MATERIAL FOR THE TASK section start

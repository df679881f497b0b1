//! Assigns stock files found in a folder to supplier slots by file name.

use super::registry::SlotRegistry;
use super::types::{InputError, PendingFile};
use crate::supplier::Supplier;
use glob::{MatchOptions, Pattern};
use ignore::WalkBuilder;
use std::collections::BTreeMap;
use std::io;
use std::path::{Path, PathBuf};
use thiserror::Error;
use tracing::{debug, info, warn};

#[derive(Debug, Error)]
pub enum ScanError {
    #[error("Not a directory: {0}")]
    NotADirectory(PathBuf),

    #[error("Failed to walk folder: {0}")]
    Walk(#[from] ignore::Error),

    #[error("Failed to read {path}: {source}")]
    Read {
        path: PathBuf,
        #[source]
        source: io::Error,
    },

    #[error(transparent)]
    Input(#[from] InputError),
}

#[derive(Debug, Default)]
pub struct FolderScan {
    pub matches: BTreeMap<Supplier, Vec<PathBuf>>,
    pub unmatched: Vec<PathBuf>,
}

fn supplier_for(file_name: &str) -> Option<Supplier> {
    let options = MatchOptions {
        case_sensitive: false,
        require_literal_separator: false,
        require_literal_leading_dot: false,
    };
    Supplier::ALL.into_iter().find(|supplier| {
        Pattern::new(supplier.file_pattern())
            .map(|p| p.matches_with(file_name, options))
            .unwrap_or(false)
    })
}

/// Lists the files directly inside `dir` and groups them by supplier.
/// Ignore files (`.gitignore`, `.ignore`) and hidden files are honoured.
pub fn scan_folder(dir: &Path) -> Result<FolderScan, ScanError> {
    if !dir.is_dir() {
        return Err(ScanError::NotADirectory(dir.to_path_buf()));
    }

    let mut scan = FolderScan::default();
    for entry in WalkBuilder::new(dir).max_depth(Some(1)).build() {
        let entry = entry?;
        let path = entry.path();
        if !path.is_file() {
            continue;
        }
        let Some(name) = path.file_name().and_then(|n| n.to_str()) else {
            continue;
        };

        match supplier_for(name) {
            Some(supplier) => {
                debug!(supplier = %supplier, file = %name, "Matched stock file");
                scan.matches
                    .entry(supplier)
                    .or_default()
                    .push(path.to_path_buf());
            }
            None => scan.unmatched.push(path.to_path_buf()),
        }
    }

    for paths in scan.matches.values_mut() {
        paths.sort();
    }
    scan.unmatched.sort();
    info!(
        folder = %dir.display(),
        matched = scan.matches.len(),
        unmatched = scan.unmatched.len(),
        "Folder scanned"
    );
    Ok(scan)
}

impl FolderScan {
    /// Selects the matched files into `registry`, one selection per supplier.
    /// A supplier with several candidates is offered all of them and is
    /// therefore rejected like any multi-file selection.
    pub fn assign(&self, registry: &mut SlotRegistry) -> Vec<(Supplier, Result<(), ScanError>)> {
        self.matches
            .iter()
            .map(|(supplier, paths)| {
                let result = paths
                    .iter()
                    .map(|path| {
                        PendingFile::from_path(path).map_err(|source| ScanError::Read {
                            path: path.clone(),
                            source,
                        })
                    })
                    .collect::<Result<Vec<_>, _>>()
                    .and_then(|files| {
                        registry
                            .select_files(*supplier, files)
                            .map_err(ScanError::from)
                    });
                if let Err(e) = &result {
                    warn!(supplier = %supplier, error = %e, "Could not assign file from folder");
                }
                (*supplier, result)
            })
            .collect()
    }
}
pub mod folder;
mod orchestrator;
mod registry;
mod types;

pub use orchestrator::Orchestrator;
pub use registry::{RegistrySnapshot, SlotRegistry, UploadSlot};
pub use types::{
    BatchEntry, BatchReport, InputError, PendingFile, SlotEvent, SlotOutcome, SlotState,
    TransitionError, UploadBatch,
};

MATERIAL FOR THE TASK section end

ASSIGNED TASK >>
Print the records above exactly as they appear.

REPLY >>
repository df679881f497b0b1
//! Assigns stock files found in a folder to supplier slots by file name.

use super::registry::SlotRegistry;
use super::types::{InputError, PendingFile};
use crate::supplier::Supplier;
use glob::{MatchOptions, Pattern};
use ignore::WalkBuilder;
use std::collections::BTreeMap;
use std::io;
use std::path::{Path, PathBuf};
use thiserror::Error;
use tracing::{debug, info, warn};

#[derive(Debug, Error)]
pub enum ScanError {
    #[error("Not a directory: {0}")]
    NotADirectory(PathBuf),

    #[error("Failed to walk folder: {0}")]
    Walk(#[from] ignore::Error),

    #[error("Failed to read {path}: {source}")]
    Read {
        path: PathBuf,
        #[source]
        source: io::Error,
    },

    #[error(transparent)]
    Input(#[from] InputError),
}

#[derive(Debug, Default)]
pub struct FolderScan {
    pub matches: BTreeMap<Supplier, Vec<PathBuf>>,
    pub unmatched: Vec<PathBuf>,
}

fn supplier_for(file_name: &str) -> Option<Supplier> {
    let options = MatchOptions {
        case_sensitive: false,
        require_literal_separator: false,
        require_literal_leading_dot: false,
    };
    Supplier::ALL.into_iter().find(|supplier| {
        Pattern::new(supplier.file_pattern())
            .map(|p| p.matches_with(file_name, options))
            .unwrap_or(false)
    })
}

/// Lists the files directly inside `dir` and groups them by supplier.
/// Ignore files (`.gitignore`, `.ignore`) and hidden files are honoured.
pub fn scan_folder(dir: &Path) -> Result<FolderScan, ScanError> {
    if !dir.is_dir() {
        return Err(ScanError::NotADirectory(dir.to_path_buf()));
    }

    let mut scan = FolderScan::default();
    for entry in WalkBuilder::new(dir).max_depth(Some(1)).build() {
        let entry = entry?;
        let path = entry.path();
        if !path.is_file() {
            continue;
        }
        let Some(name) = path.file_name().and_then(|n| n.to_str()) else {
            continue;
        };

        match supplier_for(name) {
            Some(supplier) => {
                debug!(supplier = %supplier, file = %name, "Matched stock file");
                scan.matches
                    .entry(supplier)
                    .or_default()
                    .push(path.to_path_buf());
            }
            None => scan.unmatched.push(path.to_path_buf()),
        }
    }

    for paths in scan.matches.values_mut() {
        paths.sort();
    }
    scan.unmatched.sort();
    info!(
        folder = %dir.display(),
        matched = scan.matches.len(),
        unmatched = scan.unmatched.len(),
        "Folder scanned"
    );
    Ok(scan)
}

impl FolderScan {
    /// Selects the matched files into `registry`, one selection per supplier.
    /// A supplier with several candidates is offered all of them and is
    /// therefore rejected like any multi-file selection.
    pub fn assign(&self, registry: &mut SlotRegistry) -> Vec<(Supplier, Result<(), ScanError>)> {
        self.matches
            .iter()
            .map(|(supplier, paths)| {
                let result = paths
                    .iter()
                    .map(|path| {
                        PendingFile::from_path(path).map_err(|source| ScanError::Read {
                            path: path.clone(),
                            source,
                        })
                    })
                    .collect::<Result<Vec<_>, _>>()
                    .and_then(|files| {
                        registry
                            .select_files(*supplier, files)
                            .map_err(ScanError::from)
                    });
                if let Err(e) = &result {
                    warn!(supplier = %supplier, error = %e, "Could not assign file from folder");
                }
                (*supplier, result)
            })
            .collect()
    }
}
pub mod folder;
mod orchestrator;
mod registry;
mod types;

pub use orchestrator::Orchestrator;
pub use registry::{RegistrySnapshot, SlotRegistry, UploadSlot};
pub use types::{
    BatchEntry, BatchReport, InputError, PendingFile, SlotEvent, SlotOutcome, SlotState,
    TransitionError, UploadBatch,
};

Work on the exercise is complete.